*PROBLEM DESCRIPTION*.
Give every line of the listing word for word, beginning at the first and including the line with "pub mod hashing;" as the last.
INFORMATION SUPPLIED section start
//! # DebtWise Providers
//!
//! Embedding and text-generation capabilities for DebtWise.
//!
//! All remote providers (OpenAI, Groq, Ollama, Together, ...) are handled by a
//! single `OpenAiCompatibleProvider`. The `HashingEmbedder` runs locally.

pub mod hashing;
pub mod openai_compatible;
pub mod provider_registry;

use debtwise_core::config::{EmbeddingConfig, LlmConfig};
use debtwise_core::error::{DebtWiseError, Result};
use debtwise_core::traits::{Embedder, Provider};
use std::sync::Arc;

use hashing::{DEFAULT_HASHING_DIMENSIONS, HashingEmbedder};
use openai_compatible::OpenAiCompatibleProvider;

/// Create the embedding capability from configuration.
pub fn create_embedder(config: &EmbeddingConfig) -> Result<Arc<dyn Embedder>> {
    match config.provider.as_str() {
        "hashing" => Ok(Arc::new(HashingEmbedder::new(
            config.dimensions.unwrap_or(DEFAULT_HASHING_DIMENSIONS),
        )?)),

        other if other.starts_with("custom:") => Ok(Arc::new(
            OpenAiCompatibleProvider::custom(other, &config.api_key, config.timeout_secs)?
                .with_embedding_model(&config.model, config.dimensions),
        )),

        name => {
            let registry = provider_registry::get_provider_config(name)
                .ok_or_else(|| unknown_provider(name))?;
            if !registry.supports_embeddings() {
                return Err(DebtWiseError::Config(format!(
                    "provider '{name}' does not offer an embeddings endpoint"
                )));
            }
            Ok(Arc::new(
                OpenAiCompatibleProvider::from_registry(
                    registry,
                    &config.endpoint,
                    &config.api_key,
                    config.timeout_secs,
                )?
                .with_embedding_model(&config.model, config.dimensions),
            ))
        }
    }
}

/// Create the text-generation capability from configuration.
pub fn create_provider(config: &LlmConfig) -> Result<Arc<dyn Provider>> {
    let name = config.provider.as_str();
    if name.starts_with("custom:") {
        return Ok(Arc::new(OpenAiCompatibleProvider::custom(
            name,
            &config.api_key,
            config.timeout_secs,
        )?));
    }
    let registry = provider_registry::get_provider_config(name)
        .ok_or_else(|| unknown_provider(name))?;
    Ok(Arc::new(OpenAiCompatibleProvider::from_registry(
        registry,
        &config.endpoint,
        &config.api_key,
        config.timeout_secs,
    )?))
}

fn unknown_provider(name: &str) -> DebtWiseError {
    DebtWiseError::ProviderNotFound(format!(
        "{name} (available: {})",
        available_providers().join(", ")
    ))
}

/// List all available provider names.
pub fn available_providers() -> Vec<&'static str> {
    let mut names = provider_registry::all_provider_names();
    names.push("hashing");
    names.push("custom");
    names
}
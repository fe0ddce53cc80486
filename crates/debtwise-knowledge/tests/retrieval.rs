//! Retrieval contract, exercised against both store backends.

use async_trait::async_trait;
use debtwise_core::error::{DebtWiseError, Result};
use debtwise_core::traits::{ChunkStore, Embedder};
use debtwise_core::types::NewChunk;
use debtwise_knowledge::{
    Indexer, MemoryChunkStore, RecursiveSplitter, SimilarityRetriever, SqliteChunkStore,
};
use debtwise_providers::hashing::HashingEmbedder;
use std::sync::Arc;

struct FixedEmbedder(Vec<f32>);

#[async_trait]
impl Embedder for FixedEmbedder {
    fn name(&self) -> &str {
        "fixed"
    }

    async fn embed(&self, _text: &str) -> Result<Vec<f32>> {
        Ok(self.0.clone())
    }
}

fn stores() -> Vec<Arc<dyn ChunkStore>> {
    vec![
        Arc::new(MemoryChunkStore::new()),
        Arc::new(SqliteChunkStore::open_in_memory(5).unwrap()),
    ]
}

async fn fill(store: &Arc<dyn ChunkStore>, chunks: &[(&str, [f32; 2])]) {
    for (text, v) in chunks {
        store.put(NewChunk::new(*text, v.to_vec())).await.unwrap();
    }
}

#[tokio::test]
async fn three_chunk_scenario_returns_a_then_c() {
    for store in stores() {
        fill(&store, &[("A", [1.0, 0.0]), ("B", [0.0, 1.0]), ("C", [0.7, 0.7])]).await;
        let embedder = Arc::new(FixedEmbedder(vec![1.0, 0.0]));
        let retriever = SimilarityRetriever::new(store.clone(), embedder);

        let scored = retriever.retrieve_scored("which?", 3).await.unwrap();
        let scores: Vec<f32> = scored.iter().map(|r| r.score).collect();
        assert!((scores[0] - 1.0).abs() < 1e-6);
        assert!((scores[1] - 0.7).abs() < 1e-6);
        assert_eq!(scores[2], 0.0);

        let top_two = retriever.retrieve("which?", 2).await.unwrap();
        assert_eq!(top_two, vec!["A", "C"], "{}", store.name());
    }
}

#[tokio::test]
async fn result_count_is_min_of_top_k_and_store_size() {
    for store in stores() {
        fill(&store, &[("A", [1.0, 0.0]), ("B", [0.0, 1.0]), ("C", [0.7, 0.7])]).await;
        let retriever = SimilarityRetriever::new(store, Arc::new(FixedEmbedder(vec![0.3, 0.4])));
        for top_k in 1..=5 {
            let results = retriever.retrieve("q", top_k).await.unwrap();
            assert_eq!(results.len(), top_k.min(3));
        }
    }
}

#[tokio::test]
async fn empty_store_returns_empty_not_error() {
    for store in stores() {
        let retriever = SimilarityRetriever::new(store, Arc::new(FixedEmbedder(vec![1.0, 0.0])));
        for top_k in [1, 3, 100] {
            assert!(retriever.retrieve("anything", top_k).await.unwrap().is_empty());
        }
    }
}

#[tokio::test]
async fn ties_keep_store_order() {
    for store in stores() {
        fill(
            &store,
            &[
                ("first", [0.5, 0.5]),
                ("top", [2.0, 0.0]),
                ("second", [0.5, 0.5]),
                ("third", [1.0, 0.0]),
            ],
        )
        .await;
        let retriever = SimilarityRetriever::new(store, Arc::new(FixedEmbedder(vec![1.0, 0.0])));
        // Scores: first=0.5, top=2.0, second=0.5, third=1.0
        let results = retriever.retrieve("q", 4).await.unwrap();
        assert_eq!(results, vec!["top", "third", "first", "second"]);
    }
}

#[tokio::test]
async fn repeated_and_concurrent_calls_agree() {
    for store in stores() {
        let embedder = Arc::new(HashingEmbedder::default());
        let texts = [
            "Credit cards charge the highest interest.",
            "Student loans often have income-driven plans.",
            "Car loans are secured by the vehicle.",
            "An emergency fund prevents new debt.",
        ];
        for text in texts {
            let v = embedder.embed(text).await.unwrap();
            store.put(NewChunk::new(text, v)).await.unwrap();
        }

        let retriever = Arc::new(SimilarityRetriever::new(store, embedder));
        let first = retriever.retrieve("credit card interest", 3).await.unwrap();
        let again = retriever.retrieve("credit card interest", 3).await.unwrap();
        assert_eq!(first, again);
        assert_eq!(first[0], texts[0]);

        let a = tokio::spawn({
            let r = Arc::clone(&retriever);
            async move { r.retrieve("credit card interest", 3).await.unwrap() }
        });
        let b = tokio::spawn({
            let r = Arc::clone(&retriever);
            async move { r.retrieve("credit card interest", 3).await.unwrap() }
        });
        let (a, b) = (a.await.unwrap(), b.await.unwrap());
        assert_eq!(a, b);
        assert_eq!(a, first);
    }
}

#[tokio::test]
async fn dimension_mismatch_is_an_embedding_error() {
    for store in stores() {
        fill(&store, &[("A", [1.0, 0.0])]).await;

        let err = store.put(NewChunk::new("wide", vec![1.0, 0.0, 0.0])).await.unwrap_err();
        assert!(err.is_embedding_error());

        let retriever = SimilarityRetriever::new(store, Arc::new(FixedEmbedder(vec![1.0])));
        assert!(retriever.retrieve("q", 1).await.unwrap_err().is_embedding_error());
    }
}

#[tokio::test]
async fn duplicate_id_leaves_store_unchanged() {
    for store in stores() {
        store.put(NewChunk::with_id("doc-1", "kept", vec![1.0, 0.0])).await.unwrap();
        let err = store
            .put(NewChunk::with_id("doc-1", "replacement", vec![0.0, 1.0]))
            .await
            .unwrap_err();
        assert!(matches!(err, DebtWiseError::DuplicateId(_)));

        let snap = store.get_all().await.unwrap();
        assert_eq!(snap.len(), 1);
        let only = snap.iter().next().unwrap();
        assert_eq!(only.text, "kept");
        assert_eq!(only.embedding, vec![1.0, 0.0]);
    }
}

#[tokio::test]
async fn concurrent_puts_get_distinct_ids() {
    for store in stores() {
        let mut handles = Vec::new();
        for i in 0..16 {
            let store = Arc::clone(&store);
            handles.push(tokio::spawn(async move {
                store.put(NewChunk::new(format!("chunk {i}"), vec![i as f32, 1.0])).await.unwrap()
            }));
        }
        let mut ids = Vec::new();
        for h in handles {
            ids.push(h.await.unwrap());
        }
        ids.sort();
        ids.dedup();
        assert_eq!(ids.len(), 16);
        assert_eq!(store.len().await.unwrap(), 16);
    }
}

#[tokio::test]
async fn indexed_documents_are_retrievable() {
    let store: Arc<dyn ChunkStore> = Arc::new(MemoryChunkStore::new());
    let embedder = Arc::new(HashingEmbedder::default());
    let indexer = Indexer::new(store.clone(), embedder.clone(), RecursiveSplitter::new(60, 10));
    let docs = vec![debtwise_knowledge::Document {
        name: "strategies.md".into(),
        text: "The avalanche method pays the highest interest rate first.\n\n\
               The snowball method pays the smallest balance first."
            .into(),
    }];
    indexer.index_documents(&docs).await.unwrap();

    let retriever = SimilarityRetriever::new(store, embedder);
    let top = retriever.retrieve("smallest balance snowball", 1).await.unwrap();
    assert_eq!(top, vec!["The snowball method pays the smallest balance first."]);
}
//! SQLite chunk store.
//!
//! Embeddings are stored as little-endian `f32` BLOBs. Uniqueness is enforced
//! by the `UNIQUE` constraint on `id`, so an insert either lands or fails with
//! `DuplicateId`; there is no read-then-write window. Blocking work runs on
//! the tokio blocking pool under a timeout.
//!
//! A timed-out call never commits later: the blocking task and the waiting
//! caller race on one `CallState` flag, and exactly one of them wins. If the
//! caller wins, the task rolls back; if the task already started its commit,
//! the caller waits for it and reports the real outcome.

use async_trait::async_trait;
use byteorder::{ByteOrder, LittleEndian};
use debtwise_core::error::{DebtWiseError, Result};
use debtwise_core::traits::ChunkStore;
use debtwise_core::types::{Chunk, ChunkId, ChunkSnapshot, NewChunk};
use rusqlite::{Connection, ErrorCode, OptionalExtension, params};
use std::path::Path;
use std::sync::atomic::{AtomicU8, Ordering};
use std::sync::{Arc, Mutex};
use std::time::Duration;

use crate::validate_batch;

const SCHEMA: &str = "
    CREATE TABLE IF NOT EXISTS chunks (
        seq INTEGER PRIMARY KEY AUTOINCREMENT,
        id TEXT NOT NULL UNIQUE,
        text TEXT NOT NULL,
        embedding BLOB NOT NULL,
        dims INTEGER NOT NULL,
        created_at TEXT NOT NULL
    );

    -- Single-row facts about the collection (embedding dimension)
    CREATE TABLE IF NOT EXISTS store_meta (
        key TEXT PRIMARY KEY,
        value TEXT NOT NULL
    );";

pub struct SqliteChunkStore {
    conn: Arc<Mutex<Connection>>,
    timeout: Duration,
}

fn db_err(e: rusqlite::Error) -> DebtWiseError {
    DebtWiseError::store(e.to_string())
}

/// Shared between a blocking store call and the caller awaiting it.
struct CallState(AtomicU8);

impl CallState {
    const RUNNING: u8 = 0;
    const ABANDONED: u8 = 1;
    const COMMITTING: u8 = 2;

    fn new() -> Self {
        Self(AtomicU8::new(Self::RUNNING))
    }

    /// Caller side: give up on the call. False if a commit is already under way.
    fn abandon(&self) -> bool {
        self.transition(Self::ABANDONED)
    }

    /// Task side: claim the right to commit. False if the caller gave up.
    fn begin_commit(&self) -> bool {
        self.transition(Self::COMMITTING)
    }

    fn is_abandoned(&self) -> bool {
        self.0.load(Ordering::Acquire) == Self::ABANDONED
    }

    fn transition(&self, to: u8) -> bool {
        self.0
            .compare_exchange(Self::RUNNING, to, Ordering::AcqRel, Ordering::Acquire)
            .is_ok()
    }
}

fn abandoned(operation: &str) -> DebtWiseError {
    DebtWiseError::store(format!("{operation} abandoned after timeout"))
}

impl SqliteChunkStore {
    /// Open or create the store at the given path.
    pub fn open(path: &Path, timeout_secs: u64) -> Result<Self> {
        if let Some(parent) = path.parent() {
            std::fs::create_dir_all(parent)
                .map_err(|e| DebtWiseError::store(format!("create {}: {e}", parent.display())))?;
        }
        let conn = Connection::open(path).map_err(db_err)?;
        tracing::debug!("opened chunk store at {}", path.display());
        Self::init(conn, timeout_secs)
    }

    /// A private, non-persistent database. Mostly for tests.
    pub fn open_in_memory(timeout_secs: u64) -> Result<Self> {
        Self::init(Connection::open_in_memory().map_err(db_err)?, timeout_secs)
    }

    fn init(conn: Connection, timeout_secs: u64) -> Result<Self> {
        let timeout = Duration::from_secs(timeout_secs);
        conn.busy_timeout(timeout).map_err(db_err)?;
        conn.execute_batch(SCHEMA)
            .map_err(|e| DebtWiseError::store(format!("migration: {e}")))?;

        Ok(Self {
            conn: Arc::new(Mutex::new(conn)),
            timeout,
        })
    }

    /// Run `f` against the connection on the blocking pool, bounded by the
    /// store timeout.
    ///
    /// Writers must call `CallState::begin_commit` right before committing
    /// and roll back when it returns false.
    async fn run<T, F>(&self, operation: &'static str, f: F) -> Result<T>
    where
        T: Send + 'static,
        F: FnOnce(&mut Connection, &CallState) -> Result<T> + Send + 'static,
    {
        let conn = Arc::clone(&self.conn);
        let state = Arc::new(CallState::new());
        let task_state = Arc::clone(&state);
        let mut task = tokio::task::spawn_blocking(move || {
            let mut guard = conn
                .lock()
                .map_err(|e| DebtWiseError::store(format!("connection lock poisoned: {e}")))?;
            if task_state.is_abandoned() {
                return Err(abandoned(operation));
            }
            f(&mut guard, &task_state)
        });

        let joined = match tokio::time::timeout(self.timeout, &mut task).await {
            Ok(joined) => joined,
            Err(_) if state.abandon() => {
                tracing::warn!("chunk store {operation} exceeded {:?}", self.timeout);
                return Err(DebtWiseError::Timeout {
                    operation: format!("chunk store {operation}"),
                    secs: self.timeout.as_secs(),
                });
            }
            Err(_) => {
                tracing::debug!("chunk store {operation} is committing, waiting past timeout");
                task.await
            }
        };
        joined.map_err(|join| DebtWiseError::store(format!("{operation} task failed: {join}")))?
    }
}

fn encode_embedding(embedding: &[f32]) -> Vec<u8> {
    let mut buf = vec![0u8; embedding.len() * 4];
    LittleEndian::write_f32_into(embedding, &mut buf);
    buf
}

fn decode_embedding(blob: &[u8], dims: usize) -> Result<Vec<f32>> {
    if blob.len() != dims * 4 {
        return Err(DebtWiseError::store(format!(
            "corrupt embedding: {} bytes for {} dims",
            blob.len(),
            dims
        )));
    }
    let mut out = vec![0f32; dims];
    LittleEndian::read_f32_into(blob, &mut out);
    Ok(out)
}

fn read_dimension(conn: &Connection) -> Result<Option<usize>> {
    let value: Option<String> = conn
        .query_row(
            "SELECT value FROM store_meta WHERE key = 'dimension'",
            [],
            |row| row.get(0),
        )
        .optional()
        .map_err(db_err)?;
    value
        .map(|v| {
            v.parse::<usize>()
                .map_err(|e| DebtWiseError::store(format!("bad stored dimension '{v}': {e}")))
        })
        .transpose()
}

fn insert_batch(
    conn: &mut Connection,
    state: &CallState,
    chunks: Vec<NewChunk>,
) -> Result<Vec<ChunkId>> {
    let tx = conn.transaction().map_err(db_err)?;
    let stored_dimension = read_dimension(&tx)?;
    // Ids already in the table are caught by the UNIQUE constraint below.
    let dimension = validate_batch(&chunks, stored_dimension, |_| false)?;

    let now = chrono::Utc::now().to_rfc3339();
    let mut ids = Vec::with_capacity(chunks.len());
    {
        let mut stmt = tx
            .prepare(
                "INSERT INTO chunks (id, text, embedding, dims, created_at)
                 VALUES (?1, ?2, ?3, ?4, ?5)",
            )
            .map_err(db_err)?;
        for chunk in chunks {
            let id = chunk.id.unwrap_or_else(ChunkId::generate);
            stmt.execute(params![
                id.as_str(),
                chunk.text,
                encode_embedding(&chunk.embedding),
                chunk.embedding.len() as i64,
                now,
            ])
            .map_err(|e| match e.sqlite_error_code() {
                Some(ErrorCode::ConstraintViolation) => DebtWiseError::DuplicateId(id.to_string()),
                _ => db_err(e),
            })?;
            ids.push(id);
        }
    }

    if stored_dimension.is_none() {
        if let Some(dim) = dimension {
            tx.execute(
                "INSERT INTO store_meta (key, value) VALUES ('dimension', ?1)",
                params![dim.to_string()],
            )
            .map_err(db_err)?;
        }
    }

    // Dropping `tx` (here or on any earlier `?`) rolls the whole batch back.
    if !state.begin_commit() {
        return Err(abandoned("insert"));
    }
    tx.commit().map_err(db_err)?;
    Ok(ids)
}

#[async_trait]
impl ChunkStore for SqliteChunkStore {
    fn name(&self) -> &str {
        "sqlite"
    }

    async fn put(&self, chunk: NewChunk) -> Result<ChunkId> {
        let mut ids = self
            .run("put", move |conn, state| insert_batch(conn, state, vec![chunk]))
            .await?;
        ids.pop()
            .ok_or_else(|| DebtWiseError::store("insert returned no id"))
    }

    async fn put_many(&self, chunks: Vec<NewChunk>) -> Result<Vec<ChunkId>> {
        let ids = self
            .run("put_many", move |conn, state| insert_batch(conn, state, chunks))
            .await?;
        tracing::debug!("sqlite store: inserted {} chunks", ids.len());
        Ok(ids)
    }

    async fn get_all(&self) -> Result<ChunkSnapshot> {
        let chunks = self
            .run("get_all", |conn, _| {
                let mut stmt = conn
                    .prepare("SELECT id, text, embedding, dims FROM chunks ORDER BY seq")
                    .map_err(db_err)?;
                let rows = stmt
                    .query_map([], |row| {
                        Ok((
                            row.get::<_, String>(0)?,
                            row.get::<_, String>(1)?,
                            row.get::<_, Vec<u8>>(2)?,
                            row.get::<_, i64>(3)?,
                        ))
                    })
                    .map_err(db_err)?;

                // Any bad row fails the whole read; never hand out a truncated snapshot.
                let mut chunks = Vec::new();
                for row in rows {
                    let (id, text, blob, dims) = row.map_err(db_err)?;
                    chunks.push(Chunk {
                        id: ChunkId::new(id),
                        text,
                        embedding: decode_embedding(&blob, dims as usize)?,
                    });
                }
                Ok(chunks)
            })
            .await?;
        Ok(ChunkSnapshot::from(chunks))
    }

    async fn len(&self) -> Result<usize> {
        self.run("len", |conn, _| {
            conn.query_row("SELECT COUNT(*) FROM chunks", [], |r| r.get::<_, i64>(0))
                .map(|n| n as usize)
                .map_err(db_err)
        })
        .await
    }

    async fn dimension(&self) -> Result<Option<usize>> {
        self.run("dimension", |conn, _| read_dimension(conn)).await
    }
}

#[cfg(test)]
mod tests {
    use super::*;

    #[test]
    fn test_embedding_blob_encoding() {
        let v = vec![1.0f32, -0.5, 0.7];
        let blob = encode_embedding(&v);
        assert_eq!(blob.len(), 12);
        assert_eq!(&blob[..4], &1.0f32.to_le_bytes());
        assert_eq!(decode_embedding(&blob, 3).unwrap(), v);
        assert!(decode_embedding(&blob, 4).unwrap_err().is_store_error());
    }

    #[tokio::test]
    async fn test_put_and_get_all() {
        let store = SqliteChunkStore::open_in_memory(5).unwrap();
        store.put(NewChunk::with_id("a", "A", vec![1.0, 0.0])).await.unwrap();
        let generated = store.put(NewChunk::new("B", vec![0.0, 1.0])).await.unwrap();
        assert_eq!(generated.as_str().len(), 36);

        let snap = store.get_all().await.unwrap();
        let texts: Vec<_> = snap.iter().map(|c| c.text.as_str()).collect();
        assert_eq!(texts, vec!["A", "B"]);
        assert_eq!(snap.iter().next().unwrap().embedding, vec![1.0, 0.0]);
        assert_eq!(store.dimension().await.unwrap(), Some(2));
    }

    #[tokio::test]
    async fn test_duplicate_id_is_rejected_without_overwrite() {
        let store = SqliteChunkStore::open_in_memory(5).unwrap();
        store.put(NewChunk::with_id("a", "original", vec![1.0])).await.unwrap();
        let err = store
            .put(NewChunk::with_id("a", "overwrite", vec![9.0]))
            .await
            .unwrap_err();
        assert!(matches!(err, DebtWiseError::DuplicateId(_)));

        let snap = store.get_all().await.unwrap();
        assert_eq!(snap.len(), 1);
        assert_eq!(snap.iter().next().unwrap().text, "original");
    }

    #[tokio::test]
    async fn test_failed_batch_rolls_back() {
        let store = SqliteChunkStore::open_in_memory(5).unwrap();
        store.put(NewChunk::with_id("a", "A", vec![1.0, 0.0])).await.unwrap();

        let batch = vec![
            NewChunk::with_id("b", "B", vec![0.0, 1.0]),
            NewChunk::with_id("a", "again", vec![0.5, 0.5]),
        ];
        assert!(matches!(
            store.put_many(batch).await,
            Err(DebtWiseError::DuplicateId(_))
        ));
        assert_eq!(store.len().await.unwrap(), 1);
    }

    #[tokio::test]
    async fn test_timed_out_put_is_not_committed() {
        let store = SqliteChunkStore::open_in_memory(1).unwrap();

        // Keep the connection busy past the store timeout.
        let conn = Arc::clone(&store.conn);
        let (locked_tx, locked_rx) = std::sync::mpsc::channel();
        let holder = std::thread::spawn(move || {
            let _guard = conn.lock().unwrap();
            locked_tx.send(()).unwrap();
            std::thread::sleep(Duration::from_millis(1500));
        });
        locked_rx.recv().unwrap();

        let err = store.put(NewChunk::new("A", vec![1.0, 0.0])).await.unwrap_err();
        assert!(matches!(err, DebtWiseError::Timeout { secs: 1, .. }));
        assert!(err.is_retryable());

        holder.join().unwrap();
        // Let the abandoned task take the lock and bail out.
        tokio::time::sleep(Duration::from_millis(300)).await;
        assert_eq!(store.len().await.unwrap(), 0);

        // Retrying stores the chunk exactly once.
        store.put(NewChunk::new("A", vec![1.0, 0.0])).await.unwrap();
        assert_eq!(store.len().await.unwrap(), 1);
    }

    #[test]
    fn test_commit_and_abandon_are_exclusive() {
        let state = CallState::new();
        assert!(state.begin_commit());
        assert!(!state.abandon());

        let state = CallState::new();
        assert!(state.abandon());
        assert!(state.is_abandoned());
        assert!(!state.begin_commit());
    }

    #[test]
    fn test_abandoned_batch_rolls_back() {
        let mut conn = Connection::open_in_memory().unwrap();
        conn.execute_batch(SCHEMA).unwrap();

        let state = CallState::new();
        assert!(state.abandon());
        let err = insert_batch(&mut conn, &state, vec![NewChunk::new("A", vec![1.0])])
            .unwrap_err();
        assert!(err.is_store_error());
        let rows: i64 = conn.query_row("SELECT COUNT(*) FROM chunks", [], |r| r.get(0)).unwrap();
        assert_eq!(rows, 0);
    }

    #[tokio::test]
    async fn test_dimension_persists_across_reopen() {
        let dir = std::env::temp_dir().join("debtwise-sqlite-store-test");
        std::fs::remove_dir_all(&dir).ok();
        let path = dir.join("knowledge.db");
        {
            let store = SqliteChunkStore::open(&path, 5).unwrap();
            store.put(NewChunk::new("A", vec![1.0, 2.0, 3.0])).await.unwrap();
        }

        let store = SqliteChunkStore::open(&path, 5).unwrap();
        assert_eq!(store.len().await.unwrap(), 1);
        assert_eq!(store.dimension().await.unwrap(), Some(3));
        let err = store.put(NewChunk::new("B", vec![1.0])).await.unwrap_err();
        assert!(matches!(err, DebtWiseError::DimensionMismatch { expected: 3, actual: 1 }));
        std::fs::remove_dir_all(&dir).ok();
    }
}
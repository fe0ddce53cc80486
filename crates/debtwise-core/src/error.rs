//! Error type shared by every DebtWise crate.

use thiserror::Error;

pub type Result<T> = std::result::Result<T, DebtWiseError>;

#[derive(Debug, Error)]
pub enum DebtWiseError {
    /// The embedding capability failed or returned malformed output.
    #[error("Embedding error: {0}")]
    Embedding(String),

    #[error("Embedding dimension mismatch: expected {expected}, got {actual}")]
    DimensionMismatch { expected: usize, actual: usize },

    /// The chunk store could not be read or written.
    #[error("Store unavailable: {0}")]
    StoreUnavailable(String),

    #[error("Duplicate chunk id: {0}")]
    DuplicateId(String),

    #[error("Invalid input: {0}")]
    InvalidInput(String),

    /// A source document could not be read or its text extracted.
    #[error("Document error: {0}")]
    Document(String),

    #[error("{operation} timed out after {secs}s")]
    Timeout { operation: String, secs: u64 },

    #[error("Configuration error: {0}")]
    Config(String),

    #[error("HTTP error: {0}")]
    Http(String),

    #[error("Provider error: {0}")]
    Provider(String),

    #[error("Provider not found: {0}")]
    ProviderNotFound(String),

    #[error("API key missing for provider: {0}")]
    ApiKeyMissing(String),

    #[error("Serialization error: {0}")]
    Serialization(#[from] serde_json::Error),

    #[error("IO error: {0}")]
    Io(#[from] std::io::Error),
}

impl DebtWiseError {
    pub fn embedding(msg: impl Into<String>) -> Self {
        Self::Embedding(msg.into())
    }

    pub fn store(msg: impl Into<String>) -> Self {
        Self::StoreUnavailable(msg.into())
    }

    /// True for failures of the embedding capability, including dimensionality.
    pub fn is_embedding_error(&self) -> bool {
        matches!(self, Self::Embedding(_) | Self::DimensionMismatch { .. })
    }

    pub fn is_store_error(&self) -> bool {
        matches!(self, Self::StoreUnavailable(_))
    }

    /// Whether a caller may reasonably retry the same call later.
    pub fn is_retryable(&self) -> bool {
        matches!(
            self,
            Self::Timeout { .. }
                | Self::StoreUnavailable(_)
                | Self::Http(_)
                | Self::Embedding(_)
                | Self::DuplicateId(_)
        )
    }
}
INFORMATION SUPPLIED section end
*EXERCISE OUTPUT*.
//! # DebtWise Providers
//!
//! Embedding and text-generation capabilities for DebtWise.
//!
//! All remote providers (OpenAI, Groq, Ollama, Together, ...) are handled by a
//! single `OpenAiCompatibleProvider`. The `HashingEmbedder` runs locally.

pub mod hashing;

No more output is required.